Больше всего Мамардашвили интересовал не процесс радикального сомнения Декарта, посредством которого он отклонил все свои уже существующие убеждения, чтобы еще раз философски доказать их. Скорее это был акцент на индивидуальное действие, самоутверждение и свободу, основанный у Декарта (согласно Мамардашвили) на неизменной нелюбви к «нерешительности, к меланхолическому состоянию» [Мамардашвили 1993: 69]. Мамардашвили видел в Декарте человека, ищущего свободу, человека, который тридцать раз за двадцать лет сменил место жительства «в поисках покоя души и воли» [Там же: 14-15], как перефразировал Мамардашвили пушкинские слова. Предпринятое Мамардашвили сравнение с Пушкиным рисует абсолютно незнакомый портрет Декарта; это уже не скептик в халате, сомневающийся в существовании всего на свете, вплоть до самого себя, а смелое, байроническое воплощение «феномена свободы Пушкина», человек, одержимый «личностным пафосом» [Там же: 15], ратующий за авторитет и ответственность отдельной личности и силы мысли. Собственную любовь к парадоксам Мамардашвили распространил на свое прочтение Декарта, рассматривая тексты великого философа одновременно как самые прозрачные и самые непроницаемые в истории современной мысли [Там же: 8]. Философский анализ может отталкиваться даже от мельчайшей детали, вплоть до психологического объяснения «странных волос» Декарта [Там же: 88].

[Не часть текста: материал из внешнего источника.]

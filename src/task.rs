use crate::cell::Cell;
use serde::{Deserialize, Serialize};
use std::fmt;
use std::str::FromStr;

pub const DEFAULT_STATUS: &str = "Pending";
pub const COMPLETED_STATUS: &str = "Completed";

#[derive(Debug, Clone, PartialEq, Serialize, Deserialize)]
pub struct Task {
    pub id: u32,
    pub name: String,
    pub priority: String,
    /// `yyyy-mm-dd hh:mm`, kept as entered.
    pub deadline: String,
    pub status: String,
    /// Aligned 1:1 with the owning table's columns.
    pub cells: Vec<Cell>,
}

impl Task {
    pub fn new(
        id: u32,
        name: impl Into<String>,
        priority: impl Into<String>,
        deadline: impl Into<String>,
    ) -> Self {
        Self {
            id,
            name: name.into(),
            priority: priority.into(),
            deadline: deadline.into(),
            status: DEFAULT_STATUS.to_string(),
            cells: Vec::new(),
        }
    }

    pub fn fixed_value(&self, field: FixedField) -> String {
        match field {
            FixedField::Id => self.id.to_string(),
            FixedField::Name => self.name.clone(),
            FixedField::Priority => self.priority.clone(),
            FixedField::Deadline => self.deadline.clone(),
            FixedField::Status => self.status.clone(),
        }
    }

    pub fn is_completed(&self) -> bool {
        self.status == COMPLETED_STATUS
    }

    pub fn priority_rank(&self) -> u8 {
        Priority::from_label(&self.priority).rank()
    }
}

/// Attributes supplied by the caller when creating a record. The id and status
/// are assigned by the table.
#[derive(Debug, Clone, PartialEq, Eq, Default)]
pub struct NewTask {
    pub name: String,
    pub priority: String,
    pub deadline: String,
}

impl NewTask {
    pub fn new(
        name: impl Into<String>,
        priority: impl Into<String>,
        deadline: impl Into<String>,
    ) -> Self {
        Self {
            name: name.into(),
            priority: priority.into(),
            deadline: deadline.into(),
        }
    }
}

#[derive(Debug, Clone, Copy, PartialEq, Eq, Hash)]
pub enum FixedField {
    Id,
    Name,
    Priority,
    Deadline,
    Status,
}

impl FixedField {
    pub const ALL: [FixedField; 5] = [
        FixedField::Id,
        FixedField::Name,
        FixedField::Priority,
        FixedField::Deadline,
        FixedField::Status,
    ];

    /// Header text used by the CSV layout.
    pub fn header(&self) -> &'static str {
        match self {
            FixedField::Id => "ID",
            FixedField::Name => "Name",
            FixedField::Priority => "Priority",
            FixedField::Deadline => "Deadline",
            FixedField::Status => "Status",
        }
    }

    /// Resolves a fixed attribute by name, case-insensitively.
    ///
    /// `TaskName` is accepted for the name field.
    pub fn from_name(name: &str) -> Option<Self> {
        match name.trim().to_ascii_lowercase().as_str() {
            "id" => Some(FixedField::Id),
            "name" | "taskname" | "task name" => Some(FixedField::Name),
            "priority" => Some(FixedField::Priority),
            "deadline" => Some(FixedField::Deadline),
            "status" => Some(FixedField::Status),
            _ => None,
        }
    }
}

impl fmt::Display for FixedField {
    fn fmt(&self, f: &mut fmt::Formatter<'_>) -> fmt::Result {
        f.write_str(self.header())
    }
}

#[derive(Debug, Clone, Copy, PartialEq, Eq, PartialOrd, Ord, Hash)]
pub enum Priority {
    Unknown,
    Low,
    Medium,
    High,
}

impl Priority {
    /// Exact, case-sensitive match; anything else is `Unknown`.
    pub fn from_label(label: &str) -> Self {
        match label {
            "High" => Priority::High,
            "Medium" => Priority::Medium,
            "Low" => Priority::Low,
            _ => Priority::Unknown,
        }
    }

    pub fn rank(&self) -> u8 {
        match self {
            Priority::High => 3,
            Priority::Medium => 2,
            Priority::Low => 1,
            Priority::Unknown => 0,
        }
    }
}

impl FromStr for Priority {
    type Err = std::convert::Infallible;

    fn from_str(s: &str) -> Result<Self, Self::Err> {
        Ok(Priority::from_label(s))
    }
}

Исходя из философской биографии Декарта и его поисков определенности в «Размышлениях о первой философии» (1641), Мамардашвили разработал целую концепцию свободы, на которой основал собственное философское творчество. И хотя в философской литературе по-прежнему ведутся серьезные споры о том, что именно понимал Декарт под свободой человека, в задачи Мамардашвили входило не разъяснение картезианской философии свободы, а изображение «свободы как возможности». Опираясь на метафоры, он, по своему обыкновению, поэтизировал детали биографии Декарта, утверждая, что на вопрос: «И что делать в темном лесу, где много тропинок?» – Декарт бы ответил: «Очень просто… встал на тропинку и не сворачивай» [Там же: 18]. Для Мамардашвили, особенно в советском контексте, абстрактное понятие свободы было столь же важным элементом личности Декарта, как и его философская деятельность. Именно у Декарта Мамардашвили научился тому, что «если мы исключаем состояние человеческой свободы, то мы вообще помыслить не можем» [Там же: 11]. В более поздних трудах Мамардашвили много говорил о самом акте мысли как о первичном способе реализации свободы человека. Он призвал каждого применять свое индивидуальное cogito в социальном смысле, как принцип, на который могут опираться свобода действий и гражданственность.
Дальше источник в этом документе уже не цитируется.